### EXCERPTED RECORDS
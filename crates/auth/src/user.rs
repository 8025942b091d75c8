//! Identity record.
//!
//! Users are created at signup, mutated on profile update and never
//! hard-deleted (historical requests, memberships and messages keep pointing
//! at them). Back-references to gyms are not stored here; they are derived by
//! the roster index.

use chrono::{DateTime, Utc};
use serde::{Deserialize, Serialize};

use gymhub_core::{DomainError, DomainResult, Entity, UserId};

use crate::Role;

/// Free-form profile fields.
#[derive(Debug, Clone, Default, PartialEq, Eq, Serialize, Deserialize)]
pub struct Profile {
    pub name: String,
    #[serde(default, skip_serializing_if = "Option::is_none")]
    pub phone: Option<String>,
    #[serde(default, skip_serializing_if = "Option::is_none")]
    pub bio: Option<String>,
    /// Public URLs returned by object storage.
    #[serde(default)]
    pub photos: Vec<String>,
}

/// Partial profile update. `None` leaves a field untouched; an empty
/// `phone`/`bio` clears it.
#[derive(Debug, Clone, Default, PartialEq, Eq, Serialize, Deserialize)]
pub struct ProfileUpdate {
    #[serde(default)]
    pub name: Option<String>,
    #[serde(default)]
    pub phone: Option<String>,
    #[serde(default)]
    pub bio: Option<String>,
}

#[derive(Debug, Clone, PartialEq, Eq, Serialize, Deserialize)]
pub struct User {
    pub id: UserId,
    pub email: String,
    /// Opaque hash produced by the credential hasher; never serialized to clients.
    pub credential_hash: String,
    pub role: Role,
    pub profile: Profile,
    pub created_at: DateTime<Utc>,
    pub updated_at: DateTime<Utc>,
}

impl User {
    /// Build a new identity record from signup input.
    ///
    /// The super-role cannot be self-assigned; it is provisioned out of band.
    pub fn register(
        id: UserId,
        email: &str,
        credential_hash: String,
        role: Role,
        profile: Profile,
        now: DateTime<Utc>,
    ) -> DomainResult<Self> {
        let email = normalize_email(email)?;
        if role.is_super() {
            return Err(DomainError::validation("role 'owner' cannot be self-assigned"));
        }
        let name = profile.name.trim();
        if name.is_empty() {
            return Err(DomainError::validation("name cannot be empty"));
        }

        Ok(Self {
            id,
            email,
            credential_hash,
            role,
            profile: Profile {
                name: name.to_string(),
                phone: non_empty(profile.phone),
                bio: non_empty(profile.bio),
                photos: profile.photos,
            },
            created_at: now,
            updated_at: now,
        })
    }

    pub fn apply_profile_update(&mut self, update: ProfileUpdate, now: DateTime<Utc>) -> DomainResult<()> {
        if let Some(name) = update.name {
            let name = name.trim();
            if name.is_empty() {
                return Err(DomainError::validation("name cannot be empty"));
            }
            self.profile.name = name.to_string();
        }
        if let Some(phone) = update.phone {
            self.profile.phone = non_empty(Some(phone));
        }
        if let Some(bio) = update.bio {
            self.profile.bio = non_empty(Some(bio));
        }
        self.updated_at = now;
        Ok(())
    }
}

impl Entity for User {
    type Id = UserId;
    const COLLECTION: &'static str = "users";

    fn id(&self) -> UserId {
        self.id
    }
}

/// Trim + lowercase, with a basic shape check.
pub fn normalize_email(raw: &str) -> DomainResult<String> {
    let email = raw.trim().to_lowercase();
    let valid = match email.split_once('@') {
        Some((local, domain)) => !local.is_empty() && !domain.is_empty() && !domain.contains('@'),
        None => false,
    };
    if !valid {
        return Err(DomainError::validation("invalid email format"));
    }
    Ok(email)
}

fn non_empty(value: Option<String>) -> Option<String> {
    value
        .map(|v| v.trim().to_string())
        .filter(|v| !v.is_empty())
}

#[cfg(test)]
mod tests {
    use super::*;

    fn profile(name: &str) -> Profile {
        Profile {
            name: name.to_string(),
            ..Profile::default()
        }
    }

    fn register(email: &str, role: Role) -> DomainResult<User> {
        User::register(UserId::new(), email, "hash".into(), role, profile("Sam"), Utc::now())
    }

    #[test]
    fn register_normalizes_email() {
        let user = register("  Sam@Example.COM ", Role::Member).unwrap();
        assert_eq!(user.email, "sam@example.com");
        assert_eq!(user.created_at, user.updated_at);
    }

    #[test]
    fn register_rejects_malformed_email() {
        for email in ["", "sam", "@example.com", "sam@", "a@b@c"] {
            assert!(matches!(register(email, Role::Member), Err(DomainError::Validation(_))), "{email}");
        }
    }

    #[test]
    fn super_role_cannot_be_self_assigned() {
        let err = register("root@example.com", Role::Owner).unwrap_err();
        assert!(matches!(err, DomainError::Validation(_)));
    }

    #[test]
    fn blank_name_is_rejected() {
        let err = User::register(
            UserId::new(),
            "a@b.c",
            "hash".into(),
            Role::Trainer,
            profile("   "),
            Utc::now(),
        )
        .unwrap_err();
        assert_eq!(err, DomainError::validation("name cannot be empty"));
    }

    #[test]
    fn profile_update_trims_and_clears() {
        let mut user = register("a@b.c", Role::Trainer).unwrap();
        user.apply_profile_update(
            ProfileUpdate {
                name: Some("  Alex ".into()),
                phone: Some("555-0100".into()),
                bio: None,
            },
            Utc::now(),
        )
        .unwrap();
        assert_eq!(user.profile.name, "Alex");
        assert_eq!(user.profile.phone.as_deref(), Some("555-0100"));

        user.apply_profile_update(
            ProfileUpdate {
                phone: Some(String::new()),
                ..ProfileUpdate::default()
            },
            Utc::now(),
        )
        .unwrap();
        assert_eq!(user.profile.phone, None);
        assert_eq!(user.profile.name, "Alex");
    }

    #[test]
    fn profile_update_rejects_blank_name() {
        let mut user = register("a@b.c", Role::Member).unwrap();
        let err = user
            .apply_profile_update(
                ProfileUpdate {
                    name: Some(" ".into()),
                    ..ProfileUpdate::default()
                },
                Utc::now(),
            )
            .unwrap_err();
        assert!(matches!(err, DomainError::Validation(_)));
        assert_eq!(user.profile.name, "Sam");
    }
}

### TASK DETAILS
Give back the full listing, exactly as it stands.

### RESPONSE AREA
filename crates/auth/src/user.rs
repository 8025942b091d75c8
//! Identity record.
//!
//! Users are created at signup, mutated on profile update and never
//! hard-deleted (historical requests, memberships and messages keep pointing
//! at them). Back-references to gyms are not stored here; they are derived by
//! the roster index.

use chrono::{DateTime, Utc};
use serde::{Deserialize, Serialize};

use gymhub_core::{DomainError, DomainResult, Entity, UserId};

use crate::Role;

/// Free-form profile fields.
#[derive(Debug, Clone, Default, PartialEq, Eq, Serialize, Deserialize)]
pub struct Profile {
    pub name: String,
    #[serde(default, skip_serializing_if = "Option::is_none")]
    pub phone: Option<String>,
    #[serde(default, skip_serializing_if = "Option::is_none")]
    pub bio: Option<String>,
    /// Public URLs returned by object storage.
    #[serde(default)]
    pub photos: Vec<String>,
}

/// Partial profile update. `None` leaves a field untouched; an empty
/// `phone`/`bio` clears it.
#[derive(Debug, Clone, Default, PartialEq, Eq, Serialize, Deserialize)]
pub struct ProfileUpdate {
    #[serde(default)]
    pub name: Option<String>,
    #[serde(default)]
    pub phone: Option<String>,
    #[serde(default)]
    pub bio: Option<String>,
}

#[derive(Debug, Clone, PartialEq, Eq, Serialize, Deserialize)]
pub struct User {
    pub id: UserId,
    pub email: String,
    /// Opaque hash produced by the credential hasher; never serialized to clients.
    pub credential_hash: String,
    pub role: Role,
    pub profile: Profile,
    pub created_at: DateTime<Utc>,
    pub updated_at: DateTime<Utc>,
}

impl User {
    /// Build a new identity record from signup input.
    ///
    /// The super-role cannot be self-assigned; it is provisioned out of band.
    pub fn register(
        id: UserId,
        email: &str,
        credential_hash: String,
        role: Role,
        profile: Profile,
        now: DateTime<Utc>,
    ) -> DomainResult<Self> {
        let email = normalize_email(email)?;
        if role.is_super() {
            return Err(DomainError::validation("role 'owner' cannot be self-assigned"));
        }
        let name = profile.name.trim();
        if name.is_empty() {
            return Err(DomainError::validation("name cannot be empty"));
        }

        Ok(Self {
            id,
            email,
            credential_hash,
            role,
            profile: Profile {
                name: name.to_string(),
                phone: non_empty(profile.phone),
                bio: non_empty(profile.bio),
                photos: profile.photos,
            },
            created_at: now,
            updated_at: now,
        })
    }

    pub fn apply_profile_update(&mut self, update: ProfileUpdate, now: DateTime<Utc>) -> DomainResult<()> {
        if let Some(name) = update.name {
            let name = name.trim();
            if name.is_empty() {
                return Err(DomainError::validation("name cannot be empty"));
            }
            self.profile.name = name.to_string();
        }
        if let Some(phone) = update.phone {
            self.profile.phone = non_empty(Some(phone));
        }
        if let Some(bio) = update.bio {
            self.profile.bio = non_empty(Some(bio));
        }
        self.updated_at = now;
        Ok(())
    }
}

impl Entity for User {
    type Id = UserId;
    const COLLECTION: &'static str = "users";

    fn id(&self) -> UserId {
        self.id
    }
}

/// Trim + lowercase, with a basic shape check.
pub fn normalize_email(raw: &str) -> DomainResult<String> {
    let email = raw.trim().to_lowercase();
    let valid = match email.split_once('@') {
        Some((local, domain)) => !local.is_empty() && !domain.is_empty() && !domain.contains('@'),
        None => false,
    };
    if !valid {
        return Err(DomainError::validation("invalid email format"));
    }
    Ok(email)
}

fn non_empty(value: Option<String>) -> Option<String> {
    value
        .map(|v| v.trim().to_string())
        .filter(|v| !v.is_empty())
}

#[cfg(test)]
mod tests {
    use super::*;

    fn profile(name: &str) -> Profile {
        Profile {
            name: name.to_string(),
            ..Profile::default()
        }
    }

    fn register(email: &str, role: Role) -> DomainResult<User> {
        User::register(UserId::new(), email, "hash".into(), role, profile("Sam"), Utc::now())
    }

    #[test]
    fn register_normalizes_email() {
        let user = register("  Sam@Example.COM ", Role::Member).unwrap();
        assert_eq!(user.email, "sam@example.com");
        assert_eq!(user.created_at, user.updated_at);
    }

    #[test]
    fn register_rejects_malformed_email() {
        for email in ["", "sam", "@example.com", "sam@", "a@b@c"] {
            assert!(matches!(register(email, Role::Member), Err(DomainError::Validation(_))), "{email}");
        }
    }

    #[test]
    fn super_role_cannot_be_self_assigned() {
        let err = register("root@example.com", Role::Owner).unwrap_err();
        assert!(matches!(err, DomainError::Validation(_)));
    }

    #[test]
    fn blank_name_is_rejected() {
        let err = User::register(
            UserId::new(),
            "a@b.c",
            "hash".into(),
            Role::Trainer,
            profile("   "),
            Utc::now(),
        )
        .unwrap_err();
        assert_eq!(err, DomainError::validation("name cannot be empty"));
    }

    #[test]
    fn profile_update_trims_and_clears() {
        let mut user = register("a@b.c", Role::Trainer).unwrap();
        user.apply_profile_update(
            ProfileUpdate {
                name: Some("  Alex ".into()),
                phone: Some("555-0100".into()),
                bio: None,
            },
            Utc::now(),
        )
        .unwrap();
        assert_eq!(user.profile.name, "Alex");
        assert_eq!(user.profile.phone.as_deref(), Some("555-0100"));

        user.apply_profile_update(
            ProfileUpdate {
                phone: Some(String::new()),
                ..ProfileUpdate::default()
            },
            Utc::now(),
        )
        .unwrap();
        assert_eq!(user.profile.phone, None);
        assert_eq!(user.profile.name, "Alex");
    }

    #[test]
    fn profile_update_rejects_blank_name() {
        let mut user = register("a@b.c", Role::Member).unwrap();
        let err = user
            .apply_profile_update(
                ProfileUpdate {
                    name: Some(" ".into()),
                    ..ProfileUpdate::default()
                },
                Utc::now(),
            )
            .unwrap_err();
        assert!(matches!(err, DomainError::Validation(_)));
        assert_eq!(user.profile.name, "Sam");
    }
}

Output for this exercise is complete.